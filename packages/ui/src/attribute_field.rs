use dioxus::prelude::*;
use records::{humanize, FieldChange, FieldKind, FieldSpec, Record};

/// One labeled input bound to `record[spec.name]`.
///
/// Text and number fields render a single text input (numbers get a numeric
/// keyboard hint); single-choice fields render a fieldset with one radio
/// button per choice. Raw input goes through
/// [`FieldSpec::interpret`], so a disabled field never calls `on_change` and a
/// non-integer never reaches a number field. The record itself is never
/// touched here; the caller applies the change.
#[component]
pub fn AttributeField(
    record: Record,
    spec: FieldSpec,
    disabled: bool,
    on_change: EventHandler<FieldChange>,
) -> Element {
    let label = spec.label();
    let emit = move |raw: String| {
        if let Some(change) = spec.interpret(&raw, disabled) {
            on_change.call(change);
        }
    };

    match spec.kind {
        FieldKind::Text | FieldKind::Number => {
            let value = spec.input_value(&record);
            rsx! {
                div {
                    class: "attribute-field",
                    label { r#for: spec.name, "{label}: " }
                    input {
                        id: spec.name,
                        r#type: "text",
                        inputmode: spec.input_mode(),
                        value: "{value}",
                        disabled: disabled,
                        oninput: move |evt: FormEvent| emit(evt.value()),
                    }
                }
            }
        }
        FieldKind::SingleChoice(choices) => rsx! {
            fieldset {
                class: "attribute-field attribute-choices",
                disabled: disabled,
                legend { "{label}" }
                for choice in choices.iter().copied() {
                    span {
                        key: "{choice}",
                        class: "attribute-choice",
                        input {
                            id: "{spec.name}_{choice}",
                            r#type: "radio",
                            name: spec.name,
                            value: choice,
                            checked: spec.is_selected(&record, choice),
                            disabled: disabled,
                            onchange: move |_| emit(choice.to_string()),
                        }
                        label { r#for: "{spec.name}_{choice}", {humanize(choice)} }
                    }
                }
            }
        },
    }
}
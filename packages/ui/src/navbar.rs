use dioxus::prelude::*;

use crate::RECORDS_CSS;

/// Top bar with the app title; `children` go on the right.
#[component]
pub fn Navbar(#[props(default = "Weight Tracker".to_string())] title: String, children: Element) -> Element {
    rsx! {
        document::Stylesheet { href: RECORDS_CSS }
        div {
            class: "navbar",
            span { class: "navbar-title", "{title}" }
            div { class: "navbar-actions", {children} }
        }
    }
}
//! # Field specifications for the attribute editors
//!
//! A [`FieldSpec`] says how one record key is edited: free text, an integer, or
//! one of a fixed list of choices. The UI components hold no policy of their own;
//! every raw input goes through [`FieldSpec::interpret`], which decides whether a
//! change is emitted at all and with what value.
//!
//! Numeric input is coerced at the boundary: surrounding whitespace is trimmed,
//! an empty box clears the field, and anything that is not a base-10 `i64`
//! (fractions included) is rejected without emitting a change. Number fields
//! render as text boxes with a numeric input mode, so the raw value is exactly
//! what was typed: a half-typed `-` arrives as `"-"` and is rejected, while
//! `""` only ever means the box was emptied.

use crate::models::{FieldValue, Record};

#[derive(Clone, Copy, Debug, PartialEq, Eq)]
pub enum FieldKind {
    Text,
    Number,
    /// Exactly one of an ordered list of allowed values.
    SingleChoice(&'static [&'static str]),
}

#[derive(Clone, Copy, Debug, PartialEq, Eq)]
pub struct FieldSpec {
    pub name: &'static str,
    pub kind: FieldKind,
}

/// A change emitted by an attribute editor. `value: None` clears the field.
#[derive(Clone, Debug, PartialEq)]
pub struct FieldChange {
    pub field: String,
    pub value: Option<FieldValue>,
}

impl FieldChange {
    pub fn set(field: &str, value: impl Into<FieldValue>) -> Self {
        Self {
            field: field.to_string(),
            value: Some(value.into()),
        }
    }

    pub fn clear(field: &str) -> Self {
        Self {
            field: field.to_string(),
            value: None,
        }
    }

    /// Apply to a record; last write per field wins.
    pub fn apply_to(&self, record: &mut Record) {
        match &self.value {
            Some(value) => record.set(&self.field, value.clone()),
            None => record.clear(&self.field),
        }
    }
}

pub const SEX_CHOICES: &[&str] = &["male", "female"];
pub const WEIGHT_GOAL_CHOICES: &[&str] = &["loose", "maintain", "gain"];

/// The user form, in display order.
pub const USER_FIELDS: &[FieldSpec] = &[
    FieldSpec::text("name"),
    FieldSpec::text("email"),
    FieldSpec::number("age"),
    FieldSpec::choice("sex", SEX_CHOICES),
    FieldSpec::number("height"),
    FieldSpec::number("activity_level"),
    FieldSpec::choice("weight_goal", WEIGHT_GOAL_CHOICES),
];

/// `weight_goal` → `"Weight Goal"`.
///
/// Splits on `_`, uppercases the first character of each segment and joins
/// with spaces. Empty segments stay empty, so the result is defined for every
/// input.
pub fn humanize(name: &str) -> String {
    name.split('_')
        .map(|segment| {
            let mut chars = segment.chars();
            match chars.next() {
                Some(first) => first.to_uppercase().chain(chars).collect::<String>(),
                None => String::new(),
            }
        })
        .collect::<Vec<_>>()
        .join(" ")
}

/// Why a numeric input was rejected.
#[derive(Clone, Debug, PartialEq, Eq)]
pub struct NotAnInteger(pub String);

/// `Ok(None)` for an empty box, `Ok(Some(n))` for an integer.
pub fn coerce_number(raw: &str) -> Result<Option<i64>, NotAnInteger> {
    let trimmed = raw.trim();
    if trimmed.is_empty() {
        return Ok(None);
    }
    trimmed
        .parse::<i64>()
        .map(Some)
        .map_err(|_| NotAnInteger(raw.to_string()))
}

impl FieldSpec {
    pub const fn text(name: &'static str) -> Self {
        Self {
            name,
            kind: FieldKind::Text,
        }
    }

    pub const fn number(name: &'static str) -> Self {
        Self {
            name,
            kind: FieldKind::Number,
        }
    }

    pub const fn choice(name: &'static str, choices: &'static [&'static str]) -> Self {
        Self {
            name,
            kind: FieldKind::SingleChoice(choices),
        }
    }

    pub fn label(&self) -> String {
        humanize(self.name)
    }

    /// Virtual keyboard hint for the control (`inputmode`).
    pub fn input_mode(&self) -> &'static str {
        match self.kind {
            FieldKind::Number => "numeric",
            _ => "text",
        }
    }

    /// Allowed values, empty for non-choice fields.
    pub fn choices(&self) -> &'static [&'static str] {
        match self.kind {
            FieldKind::SingleChoice(choices) => choices,
            _ => &[],
        }
    }

    /// Turn raw control input into a change, or nothing.
    ///
    /// Disabled fields never emit. For choice fields `raw` is the selected
    /// choice value and must be one of [`choices`](Self::choices).
    pub fn interpret(&self, raw: &str, disabled: bool) -> Option<FieldChange> {
        if disabled {
            return None;
        }
        match self.kind {
            FieldKind::Text => Some(FieldChange::set(self.name, raw)),
            FieldKind::Number => match coerce_number(raw) {
                Ok(Some(n)) => Some(FieldChange::set(self.name, n)),
                Ok(None) => Some(FieldChange::clear(self.name)),
                Err(NotAnInteger(input)) => {
                    tracing::debug!("{}: ignoring non-integer input {input:?}", self.name);
                    None
                }
            },
            FieldKind::SingleChoice(choices) => choices
                .iter()
                .find(|c| **c == raw)
                .map(|c| FieldChange::set(self.name, *c)),
        }
    }

    /// Value to show in a text or number control.
    pub fn input_value(&self, record: &Record) -> String {
        record.display(self.name)
    }

    /// The choice currently held by the record, if it is one of the allowed ones.
    pub fn selected_choice(&self, record: &Record) -> Option<&'static str> {
        let current = record.get(self.name)?.as_text()?;
        self.choices().iter().copied().find(|c| *c == current)
    }

    pub fn is_selected(&self, record: &Record, choice: &str) -> bool {
        self.selected_choice(record) == Some(choice)
    }
}
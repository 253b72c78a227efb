use dioxus::prelude::*;

use records::RecordId;
use ui::RecordEditor;

use crate::Route;

/// Blank creation form; moves to the new user's page once the server accepts it.
#[component]
pub fn NewUser() -> Element {
    let nav = use_navigator();

    rsx! {
        RecordEditor {
            on_created: move |id: RecordId| {
                nav.push(Route::UserDetail { id });
            },
        }
    }
}
mod users;
pub use users::Users;

mod user_detail;
pub use user_detail::UserDetail;

mod new_user;
pub use new_user::NewUser;

mod not_found;
pub use not_found::PageNotFound;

> [About this task] The lines to return are those in the material above that hold "humanize".

> [Response for this exercise]
use records::{humanize, FieldChange, FieldKind, FieldSpec, Record};
                        label { r#for: "{spec.name}_{choice}", {humanize(choice)} }
pub fn humanize(name: &str) -> String {
        humanize(self.name)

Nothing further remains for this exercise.